According to government figures, 1.5 percent of the country's 53 million people are infected with the TB bacilli annually.
Myanmar has the 19th highest TB burden in the world, according to the WHO.
While this common and often deadly infectious disease ranks as a priority alongside malaria and HIV/AIDS in Myanmar's national health plan, sputum smear microscopy (tissue sample analysis) and chest X-ray services are not easily accessible.
"There is only one microscopy centre per 150,000 people, which is far from the international standard of one per 100,000 people," said one health worker, who asked not to be identified.
There are also only two laboratories performing culture and drug susceptibility testing (DST) for the entire population, against the international standard of one reference laboratory per five million people, the same person said.
Lack of information
The recommended strategy for the detection and cure of TB is the directly observed treatment short course (DOTS), whereby the patient is monitored to ensure they take their medication regularly, in the right combination, and for the full duration of the treatment.
However, in many affected communities, patients do not complete the treatment.
Aung Kyaw Linn, senior programme manager of the Social Franchising Department of Population Services International (PSI) in Myanmar, cites a "lack of knowledge on consequences of treatment interruption" as the primary reason for incomplete treatment regimes.
MDR-TB
One of the consequences when patients fail to take their drugs exactly as prescribed is the development of a multi-drug resistant (MDR-TB) strain, which is immune to standard frontline drugs, more expensive, and harder to cure.
With an estimated 4,800 MDR-TB cases in 2009, Myanmar's National Tuberculosis Program and Médecins Sans Frontières (Holland), with technical assistance from the WHO, began a two-year DOTS-Plus pilot project in July 2009, which aims to provide 275 MDR-TB patients with TB treatment in Yangon and Mandalay.
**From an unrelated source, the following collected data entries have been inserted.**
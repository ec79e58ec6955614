use std::path::PathBuf;
use std::sync::Arc;

use anyhow::Context;
use clap::{Parser, Subcommand};
use simcity_engine::{Policy, PolicyOverride};
use simcity_evaluator::{run_replay_variant, Evaluator, Intervention, ReplayVariantRequest};
use simcity_replay_model::{load_event_log, FileReplayStore};
use simcity_store::{SqliteStore, DEFAULT_DB_PATH, SIMCITY_DB_PATH_ENV};

#[derive(Parser)]
#[command(name = "simcity-evaluator", about, long_about = None)]
struct EvaluatorCli {
    #[command(subcommand)]
    command: Command,
}

#[derive(Subcommand)]
enum Command {
    /// Score a recorded run against the default dials and print the result as JSON
    Evaluate {
        #[clap(long)]
        run_id: String,
        /// Variant to score, the baseline when omitted
        #[clap(long)]
        variant: Option<String>,
    },
    /// Attach an alternate event stream to a recorded run
    AddVariant {
        #[clap(long)]
        run_id: String,
        #[clap(long)]
        name: String,
        /// JSONL event log, as written by `simcity-harness --out`
        #[clap(long)]
        events: PathBuf,
    },
    /// Re-run a recorded run from its seed offline, with policy changes at chosen ticks, and
    /// store ticks FROM_TICK..=TO_TICK as a variant
    ReplayVariant {
        #[clap(long)]
        run_id: String,
        #[clap(long)]
        name: String,
        #[clap(long, default_value_t = 1)]
        from_tick: u64,
        #[clap(long)]
        to_tick: u64,
        /// Policy override applied to the default policy before the first tick, as JSON
        #[clap(long)]
        policy: Option<String>,
        /// `<tick>:<policy override as JSON>`, may be repeated
        #[clap(long = "intervention")]
        interventions: Vec<Intervention>,
    },
}

fn main() -> anyhow::Result<()> {
    env_logger::init();
    let cli = EvaluatorCli::parse();

    let replays = FileReplayStore::from_env();
    log::debug!("Reading replay entries from {}", replays.root().display());

    match cli.command {
        Command::Evaluate { run_id, variant } => {
            let mut evaluator = Evaluator::new(replays);
            if let Some(store) = open_run_store()? {
                evaluator = evaluator.with_runs(Arc::new(store));
            }

            let evaluation = evaluator.evaluate(&run_id, variant.as_deref())?;
            println!("{}", serde_json::to_string_pretty(&evaluation)?);
        }
        Command::AddVariant {
            run_id,
            name,
            events,
        } => {
            let loaded = load_event_log(&events).with_context(|| {
                format!("Failed to load variant events from {}", events.display())
            })?;
            let count = loaded.len();
            replays.add_variant(&run_id, &name, loaded)?;
            println!("Added variant {name} to {run_id} ({count} events)");
        }
        Command::ReplayVariant {
            run_id,
            name,
            from_tick,
            to_tick,
            policy,
            interventions,
        } => {
            let policy = match policy {
                Some(overrides) => serde_json::from_str::<PolicyOverride>(&overrides)
                    .context("Invalid --policy override")?
                    .apply_to(&Policy::default())?,
                None => Policy::default(),
            };
            let summary = run_replay_variant(
                &replays,
                &ReplayVariantRequest {
                    run_id,
                    name,
                    from_tick,
                    to_tick,
                    policy,
                    interventions,
                },
            )?;
            println!("{}", serde_json::to_string_pretty(&summary)?);
        }
    }

    Ok(())
}

/// The run store is only consulted when its database already exists, so evaluating never creates
/// an empty one.
fn open_run_store() -> anyhow::Result<Option<SqliteStore>> {
    let path = std::env::var(SIMCITY_DB_PATH_ENV)
        .map(PathBuf::from)
        .unwrap_or_else(|_| PathBuf::from(DEFAULT_DB_PATH));
    if !path.exists() {
        log::debug!("No run database at {}", path.display());
        return Ok(None);
    }

    let store = SqliteStore::open(&path)
        .with_context(|| format!("Failed to open {}", path.display()))?;
    Ok(Some(store))
}
use std::collections::BTreeSet;
use std::fmt;
use std::str::FromStr;

use serde::{Deserialize, Serialize};

/// An action surface of the booking system that a plan allows agents to exercise.
#[derive(Debug, Clone, Copy, PartialEq, Eq, Hash, PartialOrd, Ord, Serialize, Deserialize)]
pub enum Capability {
    #[serde(rename = "booking.create")]
    BookingCreate,
    #[serde(rename = "booking.reschedule")]
    BookingReschedule,
    #[serde(rename = "booking.cancel")]
    BookingCancel,
    #[serde(rename = "vendor.availability")]
    VendorAvailability,
}

impl Capability {
    pub const ALL: [Capability; 4] = [
        Capability::BookingCreate,
        Capability::BookingReschedule,
        Capability::BookingCancel,
        Capability::VendorAvailability,
    ];

    pub fn as_str(&self) -> &'static str {
        match self {
            Capability::BookingCreate => "booking.create",
            Capability::BookingReschedule => "booking.reschedule",
            Capability::BookingCancel => "booking.cancel",
            Capability::VendorAvailability => "vendor.availability",
        }
    }
}

impl fmt::Display for Capability {
    fn fmt(&self, f: &mut fmt::Formatter<'_>) -> fmt::Result {
        f.write_str(self.as_str())
    }
}

#[derive(Debug, Clone, PartialEq, Eq, thiserror::Error)]
#[error("unknown capability {0:?}, expected one of booking.create, booking.reschedule, booking.cancel, vendor.availability")]
pub struct UnknownCapability(pub String);

impl FromStr for Capability {
    type Err = UnknownCapability;

    fn from_str(s: &str) -> Result<Self, Self::Err> {
        Capability::ALL
            .into_iter()
            .find(|c| c.as_str() == s.trim())
            .ok_or_else(|| UnknownCapability(s.to_string()))
    }
}

#[derive(Debug, Clone, PartialEq, Eq, Serialize, Deserialize)]
#[serde(transparent)]
pub struct CapabilitySet(BTreeSet<Capability>);

impl Default for CapabilitySet {
    fn default() -> Self {
        Self::all()
    }
}

impl CapabilitySet {
    pub fn all() -> Self {
        Self(Capability::ALL.into_iter().collect())
    }

    /// Parse capability ids. An empty list means every capability.
    pub fn from_ids<S: AsRef<str>>(ids: &[S]) -> Result<Self, UnknownCapability> {
        if ids.is_empty() {
            return Ok(Self::all());
        }
        ids.iter()
            .map(|id| id.as_ref().parse())
            .collect::<Result<BTreeSet<_>, _>>()
            .map(Self)
    }

    pub fn contains(&self, capability: Capability) -> bool {
        self.0.contains(&capability)
    }

    pub fn ids(&self) -> Vec<&'static str> {
        self.0.iter().map(Capability::as_str).collect()
    }
}

#[cfg(test)]
mod tests {
    use super::*;
    use pretty_assertions::assert_eq;

    #[test]
    fn parse_ids() {
        let set = CapabilitySet::from_ids(&["booking.create", "booking.cancel"]).unwrap();
        assert!(set.contains(Capability::BookingCreate));
        assert!(!set.contains(Capability::BookingReschedule));
        assert_eq!(set.ids(), vec!["booking.create", "booking.cancel"]);

        assert_eq!(
            CapabilitySet::from_ids::<&str>(&[]).unwrap(),
            CapabilitySet::all()
        );
        assert!(CapabilitySet::from_ids(&["payments.refund"]).is_err());
    }
}
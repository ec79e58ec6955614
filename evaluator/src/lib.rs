mod dials;
mod evaluate;
mod evaluator;
mod metrics;
mod replay;

pub use dials::{default_dials, Dial, DialKind, DialSet, DialStatus, DEFAULT_DIALS_VERSION};
pub use evaluate::{evaluate_replay_variant, ReplayEvaluation, ReplayVariantInput, Verdict};
pub use evaluator::{EvaluationError, Evaluator, RunLookup};
pub use metrics::{compute_metric_deltas, compute_metrics_from_events, percentile, Metrics};
pub use replay::{
    run_replay_variant, simulate_window, Intervention, ReplayVariantError, ReplayVariantRequest,
    ReplayVariantSummary,
};
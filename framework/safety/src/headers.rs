use hmac::{Hmac, Mac};
use sha2::Sha256;

use crate::SafetyError;

/// Environment variable holding the optional HMAC secret used to sign trace ids.
pub const SIMCITY_HMAC_SECRET_ENV: &str = "SIMCITY_HMAC_SECRET";

/// When `true` or `1`, a client built from the environment refuses to start without
/// [SIMCITY_HMAC_SECRET_ENV].
pub const SIMCITY_REQUIRE_SIGNATURE_ENV: &str = "SIMCITY_REQUIRE_SIGNATURE";

pub const HEADER_SYNTHETIC: &str = "X-Synthetic";
pub const HEADER_SYNTHETIC_VERSION: &str = "X-Synthetic-Version";
pub const HEADER_SYNTHETIC_TRACE: &str = "X-Synthetic-Trace";
pub const HEADER_SYNTHETIC_SIGNATURE: &str = "X-Synthetic-Signature";

/// Value of the [HEADER_SYNTHETIC] marker, also the `synthetic_source` tag on rows written by
/// synthetic traffic.
pub const SYNTHETIC_SOURCE: &str = "simcity";
pub const SYNTHETIC_VERSION: &str = "1";

const TRACE_ID_LEN: usize = 21;

type HmacSha256 = Hmac<Sha256>;

/// HMAC-SHA256 over the trace id, hex encoded.
pub fn sign_trace(secret: &str, trace_id: &str) -> Result<String, SafetyError> {
    let mut mac =
        HmacSha256::new_from_slice(secret.as_bytes()).map_err(|_| SafetyError::MissingSecret)?;
    mac.update(trace_id.as_bytes());
    Ok(hex::encode(mac.finalize().into_bytes()))
}

/// The marker headers attached to one synthetic request.
#[derive(Debug, Clone, PartialEq, Eq)]
pub struct SyntheticMarkers {
    pub trace_id: String,
    pub signature: Option<String>,
}

impl SyntheticMarkers {
    /// Build markers for a request, generating a random trace id when none is supplied.
    ///
    /// The signature is only computed when a non-empty secret is given.
    pub fn new(trace_id: Option<String>, secret: Option<&str>) -> Result<Self, SafetyError> {
        let trace_id = trace_id
            .filter(|t| !t.trim().is_empty())
            .unwrap_or_else(|| nanoid::nanoid!(TRACE_ID_LEN));

        let signature = match secret.filter(|s| !s.is_empty()) {
            Some(secret) => Some(sign_trace(secret, &trace_id)?),
            None => None,
        };

        Ok(Self {
            trace_id,
            signature,
        })
    }

    pub fn headers(&self) -> Vec<(String, String)> {
        let mut headers = vec![
            (HEADER_SYNTHETIC.to_string(), SYNTHETIC_SOURCE.to_string()),
            (
                HEADER_SYNTHETIC_VERSION.to_string(),
                SYNTHETIC_VERSION.to_string(),
            ),
            (HEADER_SYNTHETIC_TRACE.to_string(), self.trace_id.clone()),
        ];
        if let Some(signature) = &self.signature {
            headers.push((HEADER_SYNTHETIC_SIGNATURE.to_string(), signature.clone()));
        }
        headers
    }
}

#[cfg(test)]
mod tests {
    use super::*;
    use pretty_assertions::assert_eq;

    #[test]
    fn signature_only_with_secret() {
        let unsigned = SyntheticMarkers::new(Some("trace-1".to_string()), None).unwrap();
        assert_eq!(unsigned.signature, None);
        assert_eq!(unsigned.headers().len(), 3);

        let empty = SyntheticMarkers::new(Some("trace-1".to_string()), Some("")).unwrap();
        assert_eq!(empty.signature, None);

        let signed = SyntheticMarkers::new(Some("trace-1".to_string()), Some("s3cret")).unwrap();
        let signature = signed.signature.clone().unwrap();
        assert_eq!(signature.len(), 64);
        assert_eq!(signature, sign_trace("s3cret", "trace-1").unwrap());
        assert_eq!(
            signed.headers().last().unwrap(),
            &(HEADER_SYNTHETIC_SIGNATURE.to_string(), signature)
        );
    }

    #[test]
    fn trace_id_is_generated_when_missing() {
        let a = SyntheticMarkers::new(None, None).unwrap();
        let b = SyntheticMarkers::new(Some("  ".to_string()), None).unwrap();
        assert_eq!(a.trace_id.len(), TRACE_ID_LEN);
        assert_ne!(a.trace_id, b.trace_id);
    }

    #[test]
    fn known_hmac_vector() {
        // RFC 4231 test case 2.
        assert_eq!(
            sign_trace("Jefe", "what do ya want for nothing?").unwrap(),
            "5bdcc146bf60754e6a042426089575c75a003f089d2739839dec58b964ec3843"
        );
    }
}
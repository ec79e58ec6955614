use std::collections::VecDeque;
use std::fmt;
use std::time::Duration;

use parking_lot::Mutex;

#[derive(Debug, Clone, Copy, PartialEq, Eq)]
pub enum Method {
    Get,
    Post,
}

impl fmt::Display for Method {
    fn fmt(&self, f: &mut fmt::Formatter<'_>) -> fmt::Result {
        f.write_str(match self {
            Method::Get => "GET",
            Method::Post => "POST",
        })
    }
}

/// A fully prepared request, marker headers included, as handed to a [Transport].
#[derive(Debug, Clone, PartialEq)]
pub struct SyntheticRequest {
    pub method: Method,
    pub url: String,
    pub headers: Vec<(String, String)>,
    pub body: Option<String>,
    pub timeout: Duration,
}

impl SyntheticRequest {
    pub fn header(&self, name: &str) -> Option<&str> {
        self.headers
            .iter()
            .find(|(k, _)| k.eq_ignore_ascii_case(name))
            .map(|(_, v)| v.as_str())
    }
}

#[derive(Debug, Clone, PartialEq)]
pub struct TransportResponse {
    pub status: u16,
    pub body: String,
}

#[derive(Debug, Clone, Copy, PartialEq, Eq)]
pub enum TransportErrorKind {
    Timeout,
    Connect,
    Other,
}

#[derive(Debug, Clone, PartialEq, Eq, thiserror::Error)]
#[error("{kind:?}: {message}")]
pub struct TransportError {
    pub kind: TransportErrorKind,
    pub message: String,
}

impl TransportError {
    pub fn new(kind: TransportErrorKind, message: impl Into<String>) -> Self {
        Self {
            kind,
            message: message.into(),
        }
    }
}

/// The network seam. Only the safety layer calls this, after every check has passed.
pub trait Transport: Send + Sync {
    fn send(&self, request: &SyntheticRequest) -> Result<TransportResponse, TransportError>;
}

/// Blocking HTTP transport.
///
/// Status codes are returned as responses rather than errors so that the caller decides what is
/// retryable.
pub struct UreqTransport {
    agent: ureq::Agent,
}

impl UreqTransport {
    pub fn new(timeout: Duration) -> Self {
        let agent = ureq::config::Config::builder()
            .timeout_global(Some(timeout))
            .http_status_as_error(false)
            .build()
            .new_agent();

        Self { agent }
    }
}

impl Transport for UreqTransport {
    fn send(&self, request: &SyntheticRequest) -> Result<TransportResponse, TransportError> {
        let body = request.body.clone().unwrap_or_default();

        let result = match request.method {
            Method::Get => {
                let mut builder = self.agent.get(&request.url);
                for (name, value) in &request.headers {
                    builder = builder.header(name.as_str(), value.as_str());
                }
                builder.call()
            }
            Method::Post => {
                let mut builder = self.agent.post(&request.url);
                for (name, value) in &request.headers {
                    builder = builder.header(name.as_str(), value.as_str());
                }
                builder
                    .header("Content-Type", "application/json")
                    .send(body.as_str())
            }
        };

        let mut response = result.map_err(map_ureq_error)?;
        let status = response.status().as_u16();
        let body = response
            .body_mut()
            .read_to_string()
            .map_err(map_ureq_error)?;

        Ok(TransportResponse { status, body })
    }
}

fn map_ureq_error(err: ureq::Error) -> TransportError {
    let kind = match &err {
        ureq::Error::Timeout(_) => TransportErrorKind::Timeout,
        ureq::Error::Io(_) => TransportErrorKind::Connect,
        _ => TransportErrorKind::Other,
    };
    TransportError::new(kind, err.to_string())
}

/// In-memory transport that records every request it is asked to send.
///
/// Responses are served from a queue, falling back to `200 {}` once it is empty.
#[derive(Default)]
pub struct RecordingTransport {
    requests: Mutex<Vec<SyntheticRequest>>,
    responses: Mutex<VecDeque<Result<TransportResponse, TransportError>>>,
}

impl RecordingTransport {
    pub fn new() -> Self {
        Self::default()
    }

    pub fn push_response(&self, status: u16, body: impl Into<String>) {
        self.responses.lock().push_back(Ok(TransportResponse {
            status,
            body: body.into(),
        }));
    }

    pub fn push_error(&self, kind: TransportErrorKind, message: impl Into<String>) {
        self.responses
            .lock()
            .push_back(Err(TransportError::new(kind, message)));
    }

    pub fn requests(&self) -> Vec<SyntheticRequest> {
        self.requests.lock().clone()
    }

    pub fn request_count(&self) -> usize {
        self.requests.lock().len()
    }
}

impl Transport for RecordingTransport {
    fn send(&self, request: &SyntheticRequest) -> Result<TransportResponse, TransportError> {
        self.requests.lock().push(request.clone());
        self.responses.lock().pop_front().unwrap_or_else(|| {
            Ok(TransportResponse {
                status: 200,
                body: "{}".to_string(),
            })
        })
    }
}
"NTP has a plan to expand treating MDR-TB patients early next year," said Myo Zaw, a national consultant with WHO.
Funding
Health agencies, however, emphasize that a long-term financial commitment to the first-line anti-TB drugs has to be secured.
According to the country's Five Year National Strategic Plan for Tuberculosis Control (2011-2015), the total cost for TB control was calculated at US$160 million.
"Any interruption in the first-line anti-TB drug supply would be devastating for the TB patients and would lead to increased suffering of patients, an increase in the number of avoidable deaths and lead to the development of multi-drug resistant TB," warned one international healthcare NGO worker.